Foreign investors cut their holdings of Chinese bonds in yuan by more than $16 billion in April, marking a third straight month of outflows.
Global investors started scaling back their investments in February, amid concerns about the geopolitical risks of investing in Chinese assets, and about the economic impact of China’s tough approach to Covid-19. Yields on Chinese sovereign bonds last month fell below those on equivalent U.S. Treasury notes for the first time in more than a decade, further reducing the former’s appeal.
International holders reduced their total positions by a net 108.5 billion yuan, the equivalent of $16.1 billion, according to data from two clearinghouses, the China Central Depository & Clearing Co. and the Shanghai Clearing House. That was slightly lower than the 112.5 billion yuan drawdown in March. Foreign holdings are largely, but not entirely, composed of Chinese government bonds and of bonds issued by large government-backed lenders known as policy banks.
Sellers in April included VP Bank AG, a financial institution based in Liechtenstein. The firm last June invested in Chinese government bonds for the first time, allocating about 2% of its discretionary mandates from wealthy clients to the asset class, said Felix Brill, VP Bank’s chief investment officer.
Mr. Brill said Chinese bonds’ significantly higher yields relative to U.S. Treasurys and European government bonds, and the yuan-denominated securities’ inclusion in global bond indexes, made them attractive at the time. Following its investment, Chinese government bonds rose in price as their yields fell, and some European investors earned returns as high as 16%—in part because the Chinese currency strengthened significantly against the euro.
In early April, VP Bank’s investment committee decided to close out its position in Chinese bonds and “lock in the profits,” Mr. Brill said. “It was such a good trade…everything went well over the last 10 months,” he said, adding that with rates rising elsewhere, the firm concluded that there were better investment opportunities in other types of bonds.
For years Chinese government debt offered a substantial yield advantage over Treasurys, with that extra return peaking at more than 2.5 percentage points in 2020. But the two bond markets have switched positions this year, as the U.S. Federal Reserve has begun to raise interest rates while the People’s Bank of China has eased policy moderately to soften the economic impact of a fresh wave of Covid-19.
As of Tuesday, the 10-year U.S. Treasury yield stood at 2.969%, 0.15 percentage points higher than its Chinese counterpart, according to FactSet.
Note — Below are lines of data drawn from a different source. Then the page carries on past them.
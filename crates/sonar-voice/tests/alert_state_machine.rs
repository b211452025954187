//! Integration tests for the `AlertController` state machine.
//!
//! These tests drive the controller through its transitions using scripted
//! speech backends. No speech program is run; the mocks "speak" by waiting
//! on the cancellation token for a configurable time.
//!
//! # What is tested
//!
//! - Single utterances run synchronously and leave the controller idle
//! - Continuous alerts run on one worker thread until `stop`
//! - `stop` on an idle controller returns promptly
//! - A single alert after a continuous one retires the worker first
//! - A backend error ends the loop and is reaped to `Idle`
//! - An unavailable backend mutes alerts and reports the reason once
//! - Empty text is rejected without touching state

use std::sync::atomic::{AtomicUsize, Ordering};
use std::sync::{Arc, Mutex};
use std::thread::{self, ThreadId};
use std::time::{Duration, Instant};

use sonar_core::{AlertError, AlertMode, AlertPort, AlertReport, AlertState};
use sonar_voice::{
    ALERT_THREAD_NAME, AlertConfig, AlertController, AlertEvent, CancellationToken,
    SpeechBackend, UtteranceOutcome, VoiceError,
};
use tokio::sync::mpsc::UnboundedReceiver;

// ── Mock backend ───────────────────────────────────────────────────

/// One recorded utterance.
#[derive(Debug, Clone)]
struct Spoken {
    text: String,
    thread: ThreadId,
    thread_name: Option<String>,
}

/// A backend whose utterances take `hold` and can fail on demand.
struct ScriptedBackend {
    hold: Duration,
    /// Fail the n-th utterance (1-based).
    fail_on: Option<usize>,
    said: Arc<AtomicUsize>,
    log: Arc<Mutex<Vec<Spoken>>>,
    pending: bool,
}

impl ScriptedBackend {
    fn new(hold: Duration) -> Self {
        Self {
            hold,
            fail_on: None,
            said: Arc::new(AtomicUsize::new(0)),
            log: Arc::new(Mutex::new(Vec::new())),
            pending: false,
        }
    }

    fn failing_on(mut self, n: usize) -> Self {
        self.fail_on = Some(n);
        self
    }

    fn log(&self) -> Arc<Mutex<Vec<Spoken>>> {
        Arc::clone(&self.log)
    }
}

impl SpeechBackend for ScriptedBackend {
    fn name(&self) -> &str {
        "scripted"
    }

    fn say(&mut self, text: &str) -> Result<(), VoiceError> {
        let current = thread::current();
        self.log.lock().unwrap().push(Spoken {
            text: text.to_string(),
            thread: current.id(),
            thread_name: current.name().map(str::to_string),
        });
        self.pending = true;
        Ok(())
    }

    fn run_until_done(
        &mut self,
        cancel: &CancellationToken,
    ) -> Result<UtteranceOutcome, VoiceError> {
        if !std::mem::take(&mut self.pending) {
            return Ok(UtteranceOutcome::Completed);
        }
        let n = self.said.fetch_add(1, Ordering::SeqCst) + 1;
        if self.fail_on == Some(n) {
            return Err(VoiceError::SynthesisError("audio device lost".to_string()));
        }
        if cancel.wait_for(self.hold) {
            Ok(UtteranceOutcome::Interrupted)
        } else {
            Ok(UtteranceOutcome::Completed)
        }
    }
}

// ── Helpers ────────────────────────────────────────────────────────

fn fast_config() -> AlertConfig {
    AlertConfig {
        loop_pause: Duration::from_millis(5),
    }
}

fn controller_with(backend: ScriptedBackend) -> (AlertController, UnboundedReceiver<AlertEvent>) {
    AlertController::new(Box::new(backend), fast_config())
}

fn wait_until(mut condition: impl FnMut() -> bool) -> bool {
    let deadline = Instant::now() + Duration::from_secs(5);
    while Instant::now() < deadline {
        if condition() {
            return true;
        }
        thread::sleep(Duration::from_millis(5));
    }
    condition()
}

fn drain(rx: &mut UnboundedReceiver<AlertEvent>) -> Vec<AlertEvent> {
    let mut events = Vec::new();
    while let Ok(event) = rx.try_recv() {
        events.push(event);
    }
    events
}

/// Every `UtteranceStarted` is closed before the next one opens.
fn assert_no_interleaving(events: &[AlertEvent]) {
    let mut open: Option<u64> = None;
    let mut last_seq = 0;
    for event in events {
        match event {
            AlertEvent::UtteranceStarted { seq } => {
                assert_eq!(open, None, "utterance {seq} started while another was open");
                assert!(*seq > last_seq, "sequence ids must increase");
                last_seq = *seq;
                open = Some(*seq);
            }
            AlertEvent::UtteranceFinished { seq, .. } => {
                assert_eq!(open, Some(*seq), "finished an utterance that was not open");
                open = None;
            }
            AlertEvent::Error(_) => open = None,
            AlertEvent::StateChanged(_) => {}
        }
    }
}

// ── Tests ──────────────────────────────────────────────────────────

#[test]
fn once_speaks_on_the_calling_thread() {
    let backend = ScriptedBackend::new(Duration::from_millis(10));
    let log = backend.log();
    let (controller, _rx) = controller_with(backend);

    let report = controller
        .start("The Object is rock", AlertMode::Once)
        .unwrap();

    assert_eq!(report, AlertReport::Spoken { utterance: 1 });
    assert_eq!(controller.state(), AlertState::Idle);
    assert!(!controller.has_worker());

    let log = log.lock().unwrap();
    assert_eq!(log.len(), 1);
    assert_eq!(log[0].text, "The Object is rock");
    assert_eq!(log[0].thread, thread::current().id());
}

#[test]
fn continuous_repeats_until_stopped() {
    let backend = ScriptedBackend::new(Duration::from_millis(10));
    let log = backend.log();
    let (controller, mut rx) = controller_with(backend);

    let report = controller
        .start("WARNING It's a Mine", AlertMode::Continuous)
        .unwrap();
    assert_eq!(report, AlertReport::LoopStarted);
    assert_eq!(controller.state(), AlertState::SpeakingLoop);
    assert!(controller.has_worker());

    assert!(wait_until(|| log.lock().unwrap().len() >= 3));

    controller.stop();
    assert_eq!(controller.state(), AlertState::Idle);
    assert!(!controller.has_worker());

    let spoken_at_stop = log.lock().unwrap().len();
    thread::sleep(Duration::from_millis(60));
    assert_eq!(log.lock().unwrap().len(), spoken_at_stop);

    let log = log.lock().unwrap();
    assert!(log.iter().all(|s| s.text == "WARNING It's a Mine"));
    assert!(
        log.iter()
            .all(|s| s.thread_name.as_deref() == Some(ALERT_THREAD_NAME))
    );

    let events = drain(&mut rx);
    assert_no_interleaving(&events);
    assert_eq!(
        events.last(),
        Some(&AlertEvent::StateChanged(AlertState::Idle))
    );
}

#[test]
fn loop_state_is_published_before_the_first_utterance() {
    let backend = ScriptedBackend::new(Duration::from_millis(10));
    let (controller, mut rx) = controller_with(backend);

    for _ in 0..20 {
        let before = controller.status().utterances;
        controller
            .start("WARNING It's a Mine", AlertMode::Continuous)
            .unwrap();
        assert_eq!(controller.status().state, AlertState::SpeakingLoop);
        assert!(wait_until(|| controller.status().utterances > before));
        controller.stop();

        let events = drain(&mut rx);
        let loop_at = events
            .iter()
            .position(|e| *e == AlertEvent::StateChanged(AlertState::SpeakingLoop))
            .unwrap();
        let first_utterance = events
            .iter()
            .position(|e| matches!(e, AlertEvent::UtteranceStarted { .. }))
            .unwrap();
        assert!(loop_at < first_utterance, "events out of order: {events:?}");
    }
}

#[test]
fn stop_interrupts_a_long_utterance() {
    let backend = ScriptedBackend::new(Duration::from_secs(30));
    let (controller, mut rx) = controller_with(backend);

    controller
        .start("WARNING It's a Mine", AlertMode::Continuous)
        .unwrap();
    assert!(wait_until(|| controller.status().utterances >= 1));

    let started = Instant::now();
    controller.stop();
    assert!(started.elapsed() < Duration::from_secs(5));

    let events = drain(&mut rx);
    assert!(events.contains(&AlertEvent::UtteranceFinished {
        seq: 1,
        interrupted: true
    }));
}

#[test]
fn stop_when_idle_is_a_prompt_no_op() {
    let (controller, mut rx) = controller_with(ScriptedBackend::new(Duration::from_millis(10)));

    let started = Instant::now();
    for _ in 0..3 {
        controller.stop();
    }
    assert!(started.elapsed() < Duration::from_millis(500));
    assert_eq!(controller.state(), AlertState::Idle);
    assert!(drain(&mut rx).is_empty());
}

#[test]
fn once_after_loop_retires_the_worker_first() {
    let backend = ScriptedBackend::new(Duration::from_millis(20));
    let log = backend.log();
    let (controller, mut rx) = controller_with(backend);

    controller
        .start("WARNING It's a Mine", AlertMode::Continuous)
        .unwrap();
    assert!(wait_until(|| log.lock().unwrap().len() >= 2));

    let report = controller
        .start("The Object is rock", AlertMode::Once)
        .unwrap();
    assert!(matches!(report, AlertReport::Spoken { .. }));
    assert_eq!(controller.state(), AlertState::Idle);
    assert!(!controller.has_worker());

    // The rock announcement is the last thing said, and nothing follows it.
    thread::sleep(Duration::from_millis(60));
    let log = log.lock().unwrap();
    assert_eq!(log.last().map(|s| s.text.as_str()), Some("The Object is rock"));
    assert_eq!(
        log.iter()
            .filter(|s| s.text == "The Object is rock")
            .count(),
        1
    );

    assert_no_interleaving(&drain(&mut rx));
}

#[test]
fn at_most_one_worker_across_restarts() {
    let backend = ScriptedBackend::new(Duration::from_millis(5));
    let log = backend.log();
    let (controller, mut rx) = controller_with(backend);

    for round in 0..5 {
        controller
            .start(&format!("alert {round}"), AlertMode::Continuous)
            .unwrap();
        assert!(wait_until(|| {
            log.lock()
                .unwrap()
                .iter()
                .any(|s| s.text == format!("alert {round}"))
        }));
        assert!(controller.has_worker());
    }
    controller.stop();

    // Once a worker's thread is superseded it never speaks again.
    let log = log.lock().unwrap();
    let mut retired: Vec<ThreadId> = Vec::new();
    let mut current: Option<ThreadId> = None;
    for spoken in log.iter() {
        assert!(
            !retired.contains(&spoken.thread),
            "a retired worker spoke again"
        );
        if current != Some(spoken.thread) {
            if let Some(previous) = current {
                retired.push(previous);
            }
            current = Some(spoken.thread);
        }
    }
    assert_eq!(retired.len(), 4);

    assert_no_interleaving(&drain(&mut rx));
}

#[test]
fn runtime_error_ends_the_loop() {
    let backend = ScriptedBackend::new(Duration::from_millis(5)).failing_on(2);
    let log = backend.log();
    let (controller, mut rx) = controller_with(backend);

    controller
        .start("WARNING It's a Mine", AlertMode::Continuous)
        .unwrap();

    // The worker exits on its own; the next query reaps it.
    assert!(wait_until(|| controller.state() == AlertState::Idle));
    assert!(!controller.has_worker());

    let status = controller.status();
    assert_eq!(
        status.last_error.as_deref(),
        Some("Speech synthesis failed: audio device lost")
    );

    thread::sleep(Duration::from_millis(40));
    assert_eq!(log.lock().unwrap().len(), 2, "no retry after the error");

    let events = drain(&mut rx);
    assert!(
        events
            .iter()
            .any(|e| matches!(e, AlertEvent::Error(message) if message.contains("audio device lost")))
    );
}

#[test]
fn once_failure_is_reported_not_raised() {
    let backend = ScriptedBackend::new(Duration::from_millis(5)).failing_on(1);
    let (controller, _rx) = controller_with(backend);

    let report = controller
        .start("The Object is rock", AlertMode::Once)
        .unwrap();
    assert!(matches!(report, AlertReport::SpeechFailed { .. }));
    assert!(report.problem().unwrap().starts_with("Error during speech:"));
    assert_eq!(controller.state(), AlertState::Idle);
}

#[test]
fn unavailable_backend_mutes_alerts() {
    let (controller, mut rx) = AlertController::unavailable("no speech program", fast_config());

    for mode in [AlertMode::Once, AlertMode::Continuous] {
        let report = controller.start("WARNING It's a Mine", mode).unwrap();
        assert_eq!(
            report,
            AlertReport::Muted {
                reason: "no speech program".to_string()
            }
        );
        assert_eq!(controller.state(), AlertState::Idle);
        assert!(!controller.has_worker());
    }

    assert_eq!(
        controller.take_unavailable_notice().as_deref(),
        Some("no speech program")
    );
    assert_eq!(controller.take_unavailable_notice(), None);

    let status = controller.status();
    assert_eq!(status.backend, None);
    assert_eq!(status.utterances, 0);
    assert!(drain(&mut rx).is_empty());
}

#[test]
fn empty_text_is_rejected() {
    let backend = ScriptedBackend::new(Duration::from_millis(5));
    let log = backend.log();
    let (controller, mut rx) = controller_with(backend);

    assert_eq!(
        controller.start("   ", AlertMode::Continuous),
        Err(AlertError::EmptyText)
    );
    assert_eq!(controller.state(), AlertState::Idle);
    assert!(log.lock().unwrap().is_empty());
    assert!(drain(&mut rx).is_empty());
}

#[test]
fn dropping_the_controller_stops_the_worker() {
    let backend = ScriptedBackend::new(Duration::from_millis(5));
    let log = backend.log();
    let (controller, _rx) = controller_with(backend);

    controller
        .start("WARNING It's a Mine", AlertMode::Continuous)
        .unwrap();
    assert!(wait_until(|| !log.lock().unwrap().is_empty()));

    drop(controller);
    let spoken = log.lock().unwrap().len();
    thread::sleep(Duration::from_millis(60));
    assert_eq!(log.lock().unwrap().len(), spoken);
}

#[test]
fn stop_from_another_thread_cuts_a_single_utterance_short() {
    let backend = ScriptedBackend::new(Duration::from_secs(30));
    let log = backend.log();
    let (controller, _rx) = controller_with(backend);
    let controller = Arc::new(controller);

    let speaker = {
        let controller = Arc::clone(&controller);
        thread::spawn(move || controller.start("The Object is rock", AlertMode::Once))
    };
    assert!(wait_until(|| !log.lock().unwrap().is_empty()));
    assert_eq!(controller.state(), AlertState::SpeakingOnce);

    let started = Instant::now();
    controller.stop();
    assert!(started.elapsed() < Duration::from_secs(5));

    let report = speaker.join().unwrap().unwrap();
    assert!(matches!(report, AlertReport::Spoken { utterance: 1 }));
    assert_eq!(controller.state(), AlertState::Idle);
}
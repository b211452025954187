//! Port definitions (trait abstractions) for external systems.
//!
//! Ports define the interfaces that the core domain expects from
//! infrastructure. They contain no implementation details and use only
//! domain types.

pub mod alert;
pub mod classifier;

pub use alert::{AlertError, AlertPort, AlertReport, AlertStatus};
pub use classifier::{ModelHandle, SignalClassifier};
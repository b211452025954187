//! CLI entry point.
//!
//! Loads `.env`, parses the command line, initialises logging and hands off
//! to the command handlers. Errors are printed once and mapped to an exit
//! code.

use clap::Parser;
use tracing_subscriber::EnvFilter;

use sonar_cli::{Cli, handlers};

fn init_tracing(verbose: bool) {
    let default_level = if verbose { "debug" } else { "info" };
    let filter =
        EnvFilter::try_from_default_env().unwrap_or_else(|_| EnvFilter::new(default_level));
    tracing_subscriber::fmt()
        .with_env_filter(filter)
        .with_writer(std::io::stderr)
        .init();
}

#[tokio::main]
async fn main() -> anyhow::Result<()> {
    // Load environment variables before clap reads its `env` fallbacks
    dotenvy::dotenv().ok();

    let cli = Cli::parse();
    init_tracing(cli.verbose);

    if let Err(e) = handlers::dispatch(cli).await {
        eprintln!("Error: {e}");
        std::process::exit(e.exit_code());
    }
    Ok(())
}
Rob Drijkoningen, a senior portfolio manager at Neuberger Berman and co-head of its emerging markets debt team, said the big price gains in Chinese government bonds are likely over for now as China’s central bank is unlikely to significantly ease monetary policy.
In addition, “the yield pickup is unlikely to come back anytime soon,” he said, referring to the gap between yields on Chinese government bonds and U.S. Treasurys. He added that global investors’ willingness to invest in Chinese assets has also been affected by Russia’s invasion of Ukraine earlier this year and U.S.-China political tensions.
Still, Mr. Drijkoningen said foreign institutions with a long-term, strategic view on investing in China are likely to continue putting money into Chinese bonds.
April’s decrease included a net reduction of 42 billion yuan, or the equivalent of $6.2 billion, of holdings of onshore Chinese government bonds, figures released on Tuesday by the CCDC showed. Foreigners also dumped $6 billion of notes issued by policy banks, the data showed.
The total value of foreign holdings dropped to 3.768 trillion yuan, or about $559 billion. That was the lowest reading since last July.
Flows in and out of Chinese equities have been less consistent. Global investors bought a net 6.3 billion yuan, or the equivalent of $935 million, of Chinese domestic stocks via the Stock Connect trading link in April, after a net sell down of about $7 billion in March, Wind data shows.
As of Tuesday, global investors had dumped the equivalent of $1.7 billion of Chinese stocks this month.